Problem statement: Scan the entries below, and for each line that includes the word "already", make a copy.

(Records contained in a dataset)
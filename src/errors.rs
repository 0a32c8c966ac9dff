use axum::extract::rejection::{JsonRejection, PathRejection, QueryRejection};
use axum::response::IntoResponse;
use axum::Json;
use http::StatusCode;
use serde_json::json;
use thiserror::Error;

#[derive(Debug, Error)]
pub enum AppError {
    #[error("Database error: {0}")]
    Db(sqlx::Error),
    #[error("Validation error: {0}")]
    Validation(String),
    #[error("Not found: {0}")]
    NotFound(String),
    #[error("Conflict: {0}")]
    Conflict(String),
    #[error("Unauthorized")]
    Unauthorized,
    #[error("Internal error: {0}")]
    Internal(String),
}

impl AppError {
    fn status(&self) -> StatusCode {
        match self {
            AppError::Validation(_) => StatusCode::BAD_REQUEST,
            AppError::Unauthorized => StatusCode::UNAUTHORIZED,
            AppError::NotFound(_) => StatusCode::NOT_FOUND,
            AppError::Conflict(_) => StatusCode::CONFLICT,
            AppError::Db(_) | AppError::Internal(_) => StatusCode::INTERNAL_SERVER_ERROR,
        }
    }

    fn public_message(&self) -> String {
        match self {
            AppError::Validation(msg)
            | AppError::NotFound(msg)
            | AppError::Conflict(msg) => msg.clone(),
            AppError::Unauthorized => "Unauthorized".to_string(),
            // Database and internal details stay in the logs
            AppError::Db(_) | AppError::Internal(_) => "Internal server error".to_string(),
        }
    }
}

impl IntoResponse for AppError {
    fn into_response(self) -> axum::response::Response {
        (self.status(), Json(json!({ "error": self.public_message() }))).into_response()
    }
}

impl From<sqlx::Error> for AppError {
    fn from(value: sqlx::Error) -> Self {
        AppError::Db(value)
    }
}

// Extractor rejections are client mistakes: malformed JSON, a bad UUID in the
// path or query string. They share the `{error}` body with every other 400.
impl From<JsonRejection> for AppError {
    fn from(rejection: JsonRejection) -> Self {
        AppError::Validation(rejection.body_text())
    }
}

impl From<QueryRejection> for AppError {
    fn from(rejection: QueryRejection) -> Self {
        AppError::Validation(rejection.body_text())
    }
}

impl From<PathRejection> for AppError {
    fn from(rejection: PathRejection) -> Self {
        AppError::Validation(rejection.body_text())
    }
}

/// Failure stages of a bhavcopy refresh. Each renders its own `message` so
/// callers can tell a download problem from a failed table write.
#[derive(Debug, Error)]
pub enum IngestError {
    #[error("BhavCopy fetch failed: {0}")]
    Fetch(String),
    #[error("bse_stocks failed: {0}")]
    Latest(sqlx::Error),
    #[error("stocks_portfolio failed: {0}")]
    History(sqlx::Error),
    #[error("refresh already in progress")]
    InProgress,
}

impl IngestError {
    pub fn stage(&self) -> &'static str {
        match self {
            IngestError::Fetch(_) => "BhavCopy fetch failed",
            IngestError::Latest(_) => "bse_stocks failed",
            IngestError::History(_) => "stocks_portfolio failed",
            IngestError::InProgress => "refresh already in progress",
        }
    }
}

impl IntoResponse for IngestError {
    fn into_response(self) -> axum::response::Response {
        match self {
            IngestError::InProgress => (
                StatusCode::CONFLICT,
                Json(json!({ "error": self.stage() })),
            )
                .into_response(),
            IngestError::Fetch(ref msg) => (
                StatusCode::INTERNAL_SERVER_ERROR,
                Json(json!({ "message": self.stage(), "error": msg })),
            )
                .into_response(),
            IngestError::Latest(ref e) | IngestError::History(ref e) => (
                StatusCode::INTERNAL_SERVER_ERROR,
                Json(json!({ "message": self.stage(), "error": e.to_string() })),
            )
                .into_response(),
        }
    }
}
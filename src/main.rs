use std::sync::Arc;

use anyhow::Context;
use sqlx::postgres::PgPoolOptions;
use tokio::net::TcpListener;
use tokio::sync::Mutex;

use bse_portfolio_backend::app;
use bse_portfolio_backend::config::AppConfig;
use bse_portfolio_backend::external::bhavcopy::BseBhavcopyClient;
use bse_portfolio_backend::external::finnhub::FinnhubProvider;
use bse_portfolio_backend::logging::{init_logging, LoggingConfig};
use bse_portfolio_backend::services::scheduler_service::RefreshScheduler;
use bse_portfolio_backend::state::AppState;

#[tokio::main]
async fn main() -> anyhow::Result<()> {
    dotenvy::dotenv().ok();

    init_logging(LoggingConfig::from_env())
        .map_err(|e| anyhow::anyhow!("Failed to initialize logging: {}", e))?;

    let config = AppConfig::from_env()?;

    let pool = PgPoolOptions::new()
        .max_connections(config.db_max_connections)
        .connect(&config.database_url)
        .await
        .context("Failed to connect to Postgres")?;

    sqlx::migrate!("./migrations")
        .run(&pool)
        .await
        .context("Failed to run migrations")?;

    if config.finnhub_api_key.is_none() {
        tracing::warn!("FINNHUB_API_KEY not set; /api/stock-indexes will return empty quotes");
    }

    let bhavcopy_source = BseBhavcopyClient::new(&config.bhavcopy_base_url, config.bse_fetch_timeout_secs)
        .context("Failed to build bhavcopy client")?;

    let state = AppState {
        pool,
        bhavcopy_source: Arc::new(bhavcopy_source),
        quote_provider: Arc::new(FinnhubProvider::new(config.finnhub_api_key.clone())),
        refresh_lock: Arc::new(Mutex::new(())),
        config: Arc::new(config),
    };

    let mut scheduler = if state.config.refresh_schedule_enabled {
        let schedule = state.config.refresh_cron.clone();
        let mut scheduler = RefreshScheduler::new(state.clone()).await?;
        scheduler.start(&schedule).await?;
        Some(scheduler)
    } else {
        None
    };

    let addr = state.config.socket_addr()?;
    let app = app::create_app(state);

    let listener = TcpListener::bind(&addr)
        .await
        .with_context(|| format!("Failed to bind {}", addr))?;
    tracing::info!("🚀 BSE portfolio backend running at http://{}/", addr);
    axum::serve(listener, app)
        .with_graceful_shutdown(shutdown_signal())
        .await?;

    if let Some(scheduler) = scheduler.as_mut() {
        scheduler.stop().await?;
    }

    tracing::info!("👋 BSE portfolio backend stopped");
    Ok(())
}

async fn shutdown_signal() {
    let ctrl_c = async {
        if let Err(e) = tokio::signal::ctrl_c().await {
            tracing::error!("Failed to listen for Ctrl+C: {}", e);
            std::future::pending::<()>().await;
        }
    };

    #[cfg(unix)]
    let terminate = async {
        match tokio::signal::unix::signal(tokio::signal::unix::SignalKind::terminate()) {
            Ok(mut signal) => {
                signal.recv().await;
            }
            Err(e) => {
                tracing::error!("Failed to listen for SIGTERM: {}", e);
                std::future::pending::<()>().await;
            }
        }
    };

    #[cfg(not(unix))]
    let terminate = std::future::pending::<()>();

    tokio::select! {
        _ = ctrl_c => {},
        _ = terminate => {},
    }

    tracing::info!("Shutdown signal received, draining connections");
}
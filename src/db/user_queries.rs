use sqlx::PgPool;

use crate::models::User;

pub async fn insert(pool: &PgPool, user: &User) -> Result<User, sqlx::Error> {
    sqlx::query_as::<_, User>(
        "INSERT INTO users (id, username, email, password_hash, created_at)
         VALUES ($1, $2, $3, $4, $5)
         RETURNING id, username, email, password_hash, created_at",
    )
    .bind(user.id)
    .bind(&user.username)
    .bind(&user.email)
    .bind(&user.password_hash)
    .bind(user.created_at)
    .fetch_one(pool)
    .await
}

pub async fn find_by_email(pool: &PgPool, email: &str) -> Result<Option<User>, sqlx::Error> {
    sqlx::query_as::<_, User>(
        "SELECT id, username, email, password_hash, created_at
         FROM users
         WHERE email = $1",
    )
    .bind(email)
    .fetch_optional(pool)
    .await
}
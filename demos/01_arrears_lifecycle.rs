/// arrears lifecycle - penalties, classification, reversal and reconciliation
use loan_repayment_rs::chrono::{NaiveDate, TimeZone, Utc};
use loan_repayment_rs::{
    AllocationOptions, AmortizationCalculator, CalculationMethod, EngineConfig, Loan, LoanTerms,
    Money, PaymentRequest, PenaltyPolicy, PenaltyType, Rate, RepaymentEngine,
    RepaymentFrequency, SafeTimeProvider, ScheduleGenerator, TimeSource, Uuid,
};

fn date(y: i32, m: u32, d: u32) -> Result<NaiveDate, Box<dyn std::error::Error>> {
    Ok(NaiveDate::from_ymd_opt(y, m, d).ok_or("bad date")?)
}

fn main() -> Result<(), Box<dyn std::error::Error>> {
    let now = Utc.with_ymd_and_hms(2024, 4, 1, 9, 0, 0).single().ok_or("bad time")?;
    let time = SafeTimeProvider::new(TimeSource::Test(now));
    let engine = RepaymentEngine::in_memory(EngineConfig::default())?;

    let product_id = Uuid::new_v4();
    engine.store().insert_policy(
        PenaltyPolicy::new(product_id, PenaltyType::Daily, Rate::from_bps(10))
            .with_grace_period(5)
            .with_cap(Money::from_major(20_000)),
    );

    let terms = LoanTerms {
        principal: Money::from_major(600_000),
        interest_rate: Rate::from_percentage(24),
        term: 6,
        frequency: RepaymentFrequency::Monthly,
        calculation_method: CalculationMethod::DecliningBalance,
        first_due_date: date(2024, 1, 15)?,
        fee_per_installment: Money::from_major(1_000),
    };
    let mut loan = Loan::new("LN-0002", "CL-0042", product_id, terms, time.now());
    let schedule = AmortizationCalculator::new().generate(loan.id, &loan.terms)?;
    loan.apply_schedule(&schedule);
    loan.disburse(date(2023, 12, 15)?);
    engine.store().insert_loan(loan.clone());
    engine.store().insert_installments(loan.id, schedule);

    // nightly batch finds the borrower behind
    let accrual = engine.accrue_penalties(loan.id, date(2024, 3, 1)?, "batch", &time)?;
    println!("accrued: {:?}", accrual.result);

    let classification = engine.classify_loan(loan.id, date(2024, 3, 1)?, "batch", &time)?;
    println!("classified: {:?}", classification.result);

    // a catch-up payment that later bounces
    let request = PaymentRequest::new(loan.id, Money::from_major(250_000), date(2024, 3, 4)?, "teller-07")
        .with_reference("CHQ-88120");
    let payment = engine.allocate_payment(request, AllocationOptions::default(), &time)?;
    println!("allocated: {}", serde_json::to_string_pretty(&payment.result)?);

    let reversal = engine.reverse_repayment(
        &payment.result.receipt_number,
        "cheque returned unpaid",
        date(2024, 3, 10)?,
        "supervisor",
        &time,
    )?;
    println!("after reversal: {:?}", reversal.result.classification);

    let report = engine.reconcile_loan_balances(loan.id, "ops", &time)?;
    println!("drift after reconcile: {}", report.result.had_drift());

    Ok(())
}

Expected answer:
    #[error("refresh already in progress")]
            IngestError::InProgress => "refresh already in progress",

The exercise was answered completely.